What to produce:
Word for word, return the lines from the start of the entries below through the line that has "once a subscriber".
========
use anyhow::{Result, anyhow};
use tracing_subscriber::EnvFilter;

/// Installs the global `tracing` subscriber.
///
/// `RUST_LOG` directives are honoured, `default_directive` (for example
/// `"nextroute=info"`) is added on top. Calling it again once a subscriber
/// is installed is an error.
pub fn init(default_directive: &str) -> Result<()> {
    let filter = EnvFilter::from_default_env().add_directive(default_directive.parse()?);

    tracing_subscriber::fmt()
        .with_env_filter(filter)
        .with_target(true)
        .try_init()
        .map_err(|error| anyhow!("Failed to install the tracing subscriber: {error}"))
}

#[cfg(test)]
mod tests {
    use super::*;

    #[test]
    fn invalid_directive() {
        assert!(init("nextroute=loud").is_err());
    }
}
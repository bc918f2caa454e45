use bytes::Bytes;
use std::{
    fmt,
    sync::{PoisonError, RwLock},
};

/// Bytes computed once and served many times
///
/// The content only changes when [`store`] is called again, there is no
/// expiry. Readers get a cheap reference counted view of the buffer that
/// they cannot mutate.
///
/// [`store`]: ResponseCache::store
#[derive(Default)]
pub struct ResponseCache {
    bytes: RwLock<Bytes>,
}

impl ResponseCache {
    pub fn store(&self, bytes: Bytes) {
        *self.bytes.write().unwrap_or_else(PoisonError::into_inner) = bytes;
    }

    /// The stored bytes, empty until something was stored.
    pub fn load(&self) -> Bytes {
        self.bytes
            .read()
            .unwrap_or_else(PoisonError::into_inner)
            .clone()
    }
}

impl Clone for ResponseCache {
    fn clone(&self) -> Self {
        Self {
            bytes: RwLock::new(self.load()),
        }
    }
}

impl fmt::Debug for ResponseCache {
    fn fmt(&self, f: &mut fmt::Formatter<'_>) -> fmt::Result {
        f.debug_struct("ResponseCache")
            .field("len", &self.load().len())
            .finish()
    }
}
use anyhow::{Context as _, anyhow, bail, ensure};
use logos::{Lexer, Logos};
use serde::{Deserialize, Deserializer, de};
use std::{fmt, str::FromStr, time};

/// A human written duration, such as `"30s"` or `"1m 30s"`
///
/// Components are summed. Supported units: `ns`, `us` (or `μs`), `ms`,
/// `s`, `m` and `h`.
///
/// ```
/// # use nextroute::duration::Duration;
/// let duration: Duration = "1m 30s".parse().unwrap();
/// assert_eq!(duration.into_duration().as_secs(), 90);
/// ```
#[derive(Debug, Clone, Copy, PartialEq, Eq, PartialOrd, Ord, Hash, Default)]
pub struct Duration(time::Duration);

impl Duration {
    pub const fn new(duration: time::Duration) -> Self {
        Self(duration)
    }

    #[inline]
    pub const fn into_duration(self) -> time::Duration {
        self.0
    }
}

impl From<time::Duration> for Duration {
    fn from(duration: time::Duration) -> Self {
        Self(duration)
    }
}

impl fmt::Display for Duration {
    fn fmt(&self, f: &mut fmt::Formatter<'_>) -> fmt::Result {
        <time::Duration as fmt::Debug>::fmt(&self.0, f)
    }
}

fn component(number: u64, unit: Token) -> Option<time::Duration> {
    match unit {
        Token::NanoSeconds => Some(time::Duration::from_nanos(number)),
        Token::MicroSeconds => Some(time::Duration::from_micros(number)),
        Token::MilliSeconds => Some(time::Duration::from_millis(number)),
        Token::Seconds => Some(time::Duration::from_secs(number)),
        Token::Minutes => number.checked_mul(60).map(time::Duration::from_secs),
        Token::Hours => number.checked_mul(3_600).map(time::Duration::from_secs),
        Token::Value => None,
    }
}

impl FromStr for Duration {
    type Err = anyhow::Error;

    fn from_str(s: &str) -> Result<Self, Self::Err> {
        let mut lex = Lexer::new(s);
        let mut total = time::Duration::ZERO;
        let mut components = 0;

        while let Some(next) = lex.next() {
            let number: Token = next.map_err(|()| anyhow!("Failed to parse duration: {s}"))?;
            ensure!(
                number == Token::Value,
                "Expecting duration to start with a number. Cannot parse {s}"
            );
            let number: u64 = lex
                .slice()
                .parse()
                .with_context(|| format!("Failed to parse duration value in `{s}'"))?;

            let Some(Ok(unit)) = lex.next() else {
                bail!("Expecting a unit, failed to parse: {s}")
            };
            if unit == Token::Value {
                bail!("Failed to parse `{s}', expecting a unit.")
            }
            let duration =
                component(number, unit).ok_or_else(|| anyhow!("Duration overflow: {s}"))?;
            total = total
                .checked_add(duration)
                .ok_or_else(|| anyhow!("Duration overflow: {s}"))?;
            components += 1;
        }

        ensure!(components > 0, "Empty duration");
        Ok(Self(total))
    }
}

impl<'de> Deserialize<'de> for Duration {
    fn deserialize<D>(deserializer: D) -> Result<Self, D::Error>
    where
        D: Deserializer<'de>,
    {
        let text = String::deserialize(deserializer)?;
        text.parse().map_err(|error: anyhow::Error| de::Error::custom(format!("{error:#}")))
    }
}

#[derive(Logos, Debug, Clone, Copy, PartialEq)]
#[logos(skip r"[ \t\n\f]+")]
enum Token {
    #[token("ns")]
    NanoSeconds,
    #[regex("us|μs")]
    MicroSeconds,
    #[token("ms")]
    MilliSeconds,
    #[token("s")]
    Seconds,
    #[token("m")]
    Minutes,
    #[token("h")]
    Hours,

    #[regex("[0-9]+")]
    Value,
}

#[cfg(test)]
mod tests {
    use super::*;

    #[test]
    fn lexer() {
        let mut lex = Token::lexer("30ms");

        assert_eq!(lex.next(), Some(Ok(Token::Value)));
        assert_eq!(lex.slice(), "30");

        assert_eq!(lex.next(), Some(Ok(Token::MilliSeconds)));
        assert_eq!(lex.span(), 2..4);
        assert_eq!(lex.next(), None);
    }

    #[test]
    fn parse() {
        let Duration(duration) = "30s".parse().unwrap();
        assert_eq!(duration.as_secs(), 30);

        let Duration(duration) = "1m 30s".parse().unwrap();
        assert_eq!(duration.as_secs(), 90);

        let Duration(duration) = "1h".parse().unwrap();
        assert_eq!(duration.as_secs(), 3_600);

        let Duration(duration) = "1s 2000ms 3000000us".parse().unwrap();
        assert_eq!(duration.as_secs(), 6);
    }

    #[test]
    fn invalid() {
        assert!("".parse::<Duration>().is_err());
        assert!("30".parse::<Duration>().is_err());
        assert!("s".parse::<Duration>().is_err());
        assert!("30 40s".parse::<Duration>().is_err());
        assert!("30d".parse::<Duration>().is_err());
        assert!(format!("{}h", u64::MAX).parse::<Duration>().is_err());
    }

    #[test]
    fn display() {
        let duration = Duration::new(time::Duration::from_millis(1_500));
        assert_eq!(duration.to_string(), "1.5s");
    }
}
========
Completed task:
use anyhow::{Result, anyhow};
use tracing_subscriber::EnvFilter;

/// Installs the global `tracing` subscriber.
///
/// `RUST_LOG` directives are honoured, `default_directive` (for example
/// `"nextroute=info"`) is added on top. Calling it again once a subscriber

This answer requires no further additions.